W praktyce problematyczne jest czy należy stawiać się w pracy na godzinę wyznaczoną jako godzina rozpoczęcia pracy z rozkładzie pracy, a takie czynności jak chociażby zaparzenie sobie kawy, zalogowanie do sieci czy też przebranie w odzież roboczą wliczane są już do czasu pracy czy też należy przyjść odpowiednio wcześniej by czynności te wykonać przed godziną wyznaczoną jako rozpoczęcie pracy.
Kodeks pracy nie reguluje tych kwestii wprost, zaliczając do czasu pracy czas pozostawania w dyspozycji pracodawcy. Zdaniem sędziów Sądu Najwyższego czas pozostawania w dyspozycji pracodawcy oznacza nie tylko czas rzeczywistej pracy, lecz również okres jej nieświadczenia, gdy pracownik pozostaje w dyspozycji pracodawcy – mowa jest o tym chociażby w postanowieniu Sądu Najwyższego z dnia 28 marca 2019 roku (sygn. akt I PK 89/18).
W tym aspekcie pamiętać należy, iż odbicie karty na bramce wejściowej, jak ma to miejsce w wielu zakładach pracy, nie oznacza rozpoczęcia pracy. Jest to jedynie dowód potwierdzający obecność pracownika w pracy. Pracownik bowiem, nawet po dokonanym potwierdzeniu przybycia, może nie rozpocząć pracy rozmawiając chociażby z kolegą, załatwiając przez telefon swoje sprawy osobiste czy też wykonując inne czynności niemające związku z pracą. Dopiero zatem, gdy zacznie on wykonywać czynności merytorycznie związane z pracą, czyli przykładowo włączy komputer, otworzy segregator z dokumentami czy też wyjmie pieczątki z szuflady, to dopiero wtedy zacznie biec mu czas pracy.

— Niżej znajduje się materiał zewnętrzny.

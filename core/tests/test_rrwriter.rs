#[cfg(test)]
mod tests {
    use std::io::{self, Write};
    use std::sync::{Arc, Mutex};

    use fileop_core::backend::MemFs;
    use fileop_core::compression::{CompressionKind, GzipConcurrency};
    use fileop_core::constants::MIN_GZIP_BLOCK_SIZE;
    use fileop_core::fileutil::{read_file, read_file_as};
    use fileop_core::fs::{FsCreate, WriteStream};
    use fileop_core::rrwriter::{RoundRobinError, RoundRobinWriter};
    use fileop_core::{FileWriter, WriterOptions};

    fn init_logger() {
        let _ = env_logger::builder().is_test(true).try_init();
    }

    fn mem_factory(fs: &MemFs) -> impl FnMut(&str) -> io::Result<Box<dyn WriteStream>> + Send + 'static {
        let fs = fs.clone();
        move |path: &str| fs.create(path)
    }

    fn no_callback(_: &str) -> anyhow::Result<()> {
        Ok(())
    }

    /// Destination whose `close` always fails.
    struct Broken;

    impl Write for Broken {
        fn write(&mut self, buf: &[u8]) -> io::Result<usize> {
            Ok(buf.len())
        }

        fn flush(&mut self) -> io::Result<()> {
            Ok(())
        }
    }

    impl WriteStream for Broken {
        fn close(&mut self) -> io::Result<()> {
            Err(io::Error::new(io::ErrorKind::Other, "broken destination"))
        }
    }

    #[test]
    fn zero_destinations_rejected() {
        let res = RoundRobinWriter::builder(0, |i| format!("{i}"), no_callback).build();
        assert!(matches!(res, Err(RoundRobinError::NoDestinations)));
    }

    #[test]
    fn records_spread_evenly_starting_at_zero() {
        init_logger();
        let fs = MemFs::new();
        let n = 4;
        let k = 25;
        let rr = RoundRobinWriter::builder(n, |i| format!("part-{i}"), no_callback)
            .writer_factory(mem_factory(&fs))
            .build()
            .unwrap();
        assert_eq!(rr.len(), n);

        for rec in 0..n * k {
            rr.write(format!("{rec}\n").as_bytes()).unwrap();
        }
        rr.close().unwrap();

        for i in 0..n {
            let body = String::from_utf8(read_file(&fs, &format!("part-{i}")).unwrap()).unwrap();
            let records: Vec<usize> = body.lines().map(|l| l.parse().unwrap()).collect();
            assert_eq!(records.len(), k);
            assert!(records.iter().all(|r| r % n == i), "destination {i}: {records:?}");
            assert!(records.windows(2).all(|w| w[0] < w[1]), "destination {i} out of order: {records:?}");
        }
    }

    #[test]
    fn concurrent_writers_lose_nothing() {
        let fs = MemFs::new();
        let n = 3;
        let rr = Arc::new(
            RoundRobinWriter::builder(n, |i| format!("c-{i}"), no_callback)
                .writer_factory(mem_factory(&fs))
                .build()
                .unwrap(),
        );

        let handles: Vec<_> = (0..8)
            .map(|t| {
                let rr = Arc::clone(&rr);
                std::thread::spawn(move || {
                    for j in 0..300 {
                        (&*rr).write_all(format!("{t}:{j}\n").as_bytes()).unwrap();
                    }
                })
            })
            .collect();
        for h in handles {
            h.join().unwrap();
        }
        let rr = Arc::try_unwrap(rr).unwrap();
        rr.close().unwrap();

        let total: usize = (0..n)
            .map(|i| String::from_utf8(read_file(&fs, &format!("c-{i}")).unwrap()).unwrap().lines().count())
            .sum();
        assert_eq!(total, 8 * 300);
    }

    #[test]
    fn callback_runs_per_path_in_order() {
        let fs = MemFs::new();
        let seen = Arc::new(Mutex::new(Vec::new()));
        let sink = Arc::clone(&seen);
        let rr = RoundRobinWriter::builder(3, |i| format!("cb-{i}"), move |path: &str| {
            sink.lock().unwrap().push(path.to_string());
            Ok(())
        })
        .writer_factory(mem_factory(&fs))
        .build()
        .unwrap();
        rr.write(b"x").unwrap();
        rr.close().unwrap();
        assert_eq!(*seen.lock().unwrap(), ["cb-0", "cb-1", "cb-2"]);
    }

    #[test]
    fn callback_failure_surfaces_with_path() {
        let fs = MemFs::new();
        let rr = RoundRobinWriter::builder(2, |i| format!("f-{i}"), |path: &str| {
            if path == "f-1" {
                anyhow::bail!("upload of {path} refused");
            }
            Ok(())
        })
        .writer_factory(mem_factory(&fs))
        .build()
        .unwrap();
        match rr.close() {
            Err(RoundRobinError::Callback { path, source }) => {
                assert_eq!(path, "f-1");
                assert!(source.to_string().contains("refused"));
            }
            other => panic!("unexpected result: {other:?}"),
        }
    }

    #[test]
    fn close_errors_are_aggregated_and_skip_callbacks() {
        let fs = MemFs::new();
        let called = Arc::new(Mutex::new(0));
        let counter = Arc::clone(&called);
        let mut inner = mem_factory(&fs);
        let rr = RoundRobinWriter::builder(4, |i| format!("agg-{i}"), move |_: &str| {
            *counter.lock().unwrap() += 1;
            Ok(())
        })
        .writer_factory(move |path: &str| {
            if path.ends_with('1') || path.ends_with('3') {
                Ok(Box::new(Broken) as Box<dyn WriteStream>)
            } else {
                inner(path)
            }
        })
        .build()
        .unwrap();

        match rr.close() {
            Err(RoundRobinError::Close(errors)) => {
                let failed: Vec<_> = errors.iter().map(|e| (e.index, e.path.as_str())).collect();
                assert_eq!(failed, [(1, "agg-1"), (3, "agg-3")]);
            }
            other => panic!("unexpected result: {other:?}"),
        }
        assert_eq!(*called.lock().unwrap(), 0);
    }

    #[test]
    fn failed_open_closes_already_opened() {
        let fs = MemFs::new();
        let res = RoundRobinWriter::builder(3, |i| format!("{}/o-{i}", if i == 2 { "missing" } else { "." }), no_callback)
            .writer_factory(mem_factory(&fs))
            .build();
        match res {
            Err(RoundRobinError::Open { path, source }) => {
                assert_eq!(path, "missing/o-2");
                assert_eq!(source.kind(), io::ErrorKind::NotFound);
            }
            other => panic!("unexpected result: {other:?}"),
        }
        assert!(read_file(&fs, "o-0").unwrap().is_empty());
    }

    #[test]
    fn compressed_destinations_via_file_writer() {
        let fs = MemFs::new();
        let backend = fs.clone();
        let rr = RoundRobinWriter::builder(2, |i| format!("gz/{i}.gz"), no_callback)
            .writer_factory(move |path: &str| {
                let w = FileWriter::open(&backend, path, 0, CompressionKind::Gzip).map_err(io::Error::from)?;
                Ok(Box::new(w) as Box<dyn WriteStream>)
            })
            .build()
            .unwrap();
        for rec in ["a\n", "b\n", "c\n", "d\n"] {
            rr.write(rec.as_bytes()).unwrap();
        }
        rr.close().unwrap();
        assert_eq!(read_file_as(&fs, "gz/0.gz", CompressionKind::Gzip).unwrap(), b"a\nc\n");
        assert_eq!(read_file_as(&fs, "gz/1.gz", CompressionKind::Gzip).unwrap(), b"b\nd\n");
    }

    /// Destination that takes at most `limit` bytes per write.
    struct Trickle {
        inner: Box<dyn WriteStream>,
        limit: usize,
    }

    impl Write for Trickle {
        fn write(&mut self, buf: &[u8]) -> io::Result<usize> {
            let n = buf.len().min(self.limit);
            self.inner.write_all(&buf[..n])?;
            Ok(n)
        }

        fn flush(&mut self) -> io::Result<()> {
            self.inner.flush()
        }
    }

    impl WriteStream for Trickle {
        fn close(&mut self) -> io::Result<()> {
            self.inner.close()
        }
    }

    #[test]
    fn short_writes_keep_record_on_one_destination() {
        let fs = MemFs::new();
        let mut inner = mem_factory(&fs);
        let rr = RoundRobinWriter::builder(3, |i| format!("t-{i}"), no_callback)
            .writer_factory(move |path: &str| {
                Ok(Box::new(Trickle { inner: inner(path)?, limit: 3 }) as Box<dyn WriteStream>)
            })
            .build()
            .unwrap();
        for rec in ["alpha\n", "bravo\n", "charlie\n", "delta\n"] {
            assert_eq!(rr.write(rec.as_bytes()).unwrap(), rec.len());
        }
        rr.close().unwrap();
        assert_eq!(read_file(&fs, "t-0").unwrap(), b"alpha\ndelta\n");
        assert_eq!(read_file(&fs, "t-1").unwrap(), b"bravo\n");
        assert_eq!(read_file(&fs, "t-2").unwrap(), b"charlie\n");
    }

    #[test]
    fn records_larger_than_a_gzip_block_stay_whole() {
        let fs = MemFs::new();
        let backend = fs.clone();
        let opts = WriterOptions::new(0, CompressionKind::Gzip)
            .with_gzip_concurrency(GzipConcurrency::new(MIN_GZIP_BLOCK_SIZE, 2));
        let rr = RoundRobinWriter::builder(2, |i| format!("big/{i}.gz"), no_callback)
            .writer_factory(move |path: &str| {
                let w = FileWriter::open_with_options(&backend, path, &opts).map_err(io::Error::from)?;
                Ok(Box::new(w) as Box<dyn WriteStream>)
            })
            .build()
            .unwrap();

        let size = MIN_GZIP_BLOCK_SIZE + 1904;
        for fill in [b'a', b'b', b'c', b'd'] {
            (&rr).write_all(&vec![fill; size]).unwrap();
        }
        rr.close().unwrap();

        let expect = |x: u8, y: u8| [vec![x; size], vec![y; size]].concat();
        assert_eq!(read_file_as(&fs, "big/0.gz", CompressionKind::Gzip).unwrap(), expect(b'a', b'c'));
        assert_eq!(read_file_as(&fs, "big/1.gz", CompressionKind::Gzip).unwrap(), expect(b'b', b'd'));
    }

    #[test]
    fn default_factory_writes_local_files() {
        let dir = tempfile::tempdir().unwrap();
        let base = dir.path().to_path_buf();
        let rr = RoundRobinWriter::builder(2, move |i| base.join(format!("l-{i}.txt")).display().to_string(), no_callback)
            .build()
            .unwrap();
        rr.write(b"zero").unwrap();
        rr.write(b"one").unwrap();
        rr.close().unwrap();
        assert_eq!(std::fs::read(dir.path().join("l-0.txt")).unwrap(), b"zero");
        assert_eq!(std::fs::read(dir.path().join("l-1.txt")).unwrap(), b"one");
    }
}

Analogiczna sytuacja dotyczyć będzie również zakończenia pracy.
Jak zatem należałoby odnieść się do tematyki określenia czasu pracy?
W tym kontekście warto zapoznać się z orzecznictwem sądowym. Otóż w wyroku z 24 września 2020 roku (sygn. akt III PK 38/19) sędziowie Sądu Najwyższego przyjęli, jest czasem pracy jest również czas, który pracownik musi poświęcić na przemieszczanie się po terenie zakładu pracy celem wykonania kolejnych czynności pracowniczych wynikających z nałożonych na niego obowiązków. Z wyroku tego wyczytać można również, iż z definicji czasu pracy zawartej w kodeksie pracy wyodrębnić można 2 elementy mianowicie:
- element pierwszy to pozostawanie w dyspozycji pracodawcy
- element drugi to obecność w zakładzie pracy lub w innym miejscu wyznaczonym do wykonywania pracy
Co do zasady, oba te składniki powinny wystąpić łącznie, by można było stwierdzić, iż dany okres jest uznawany za czas pracy.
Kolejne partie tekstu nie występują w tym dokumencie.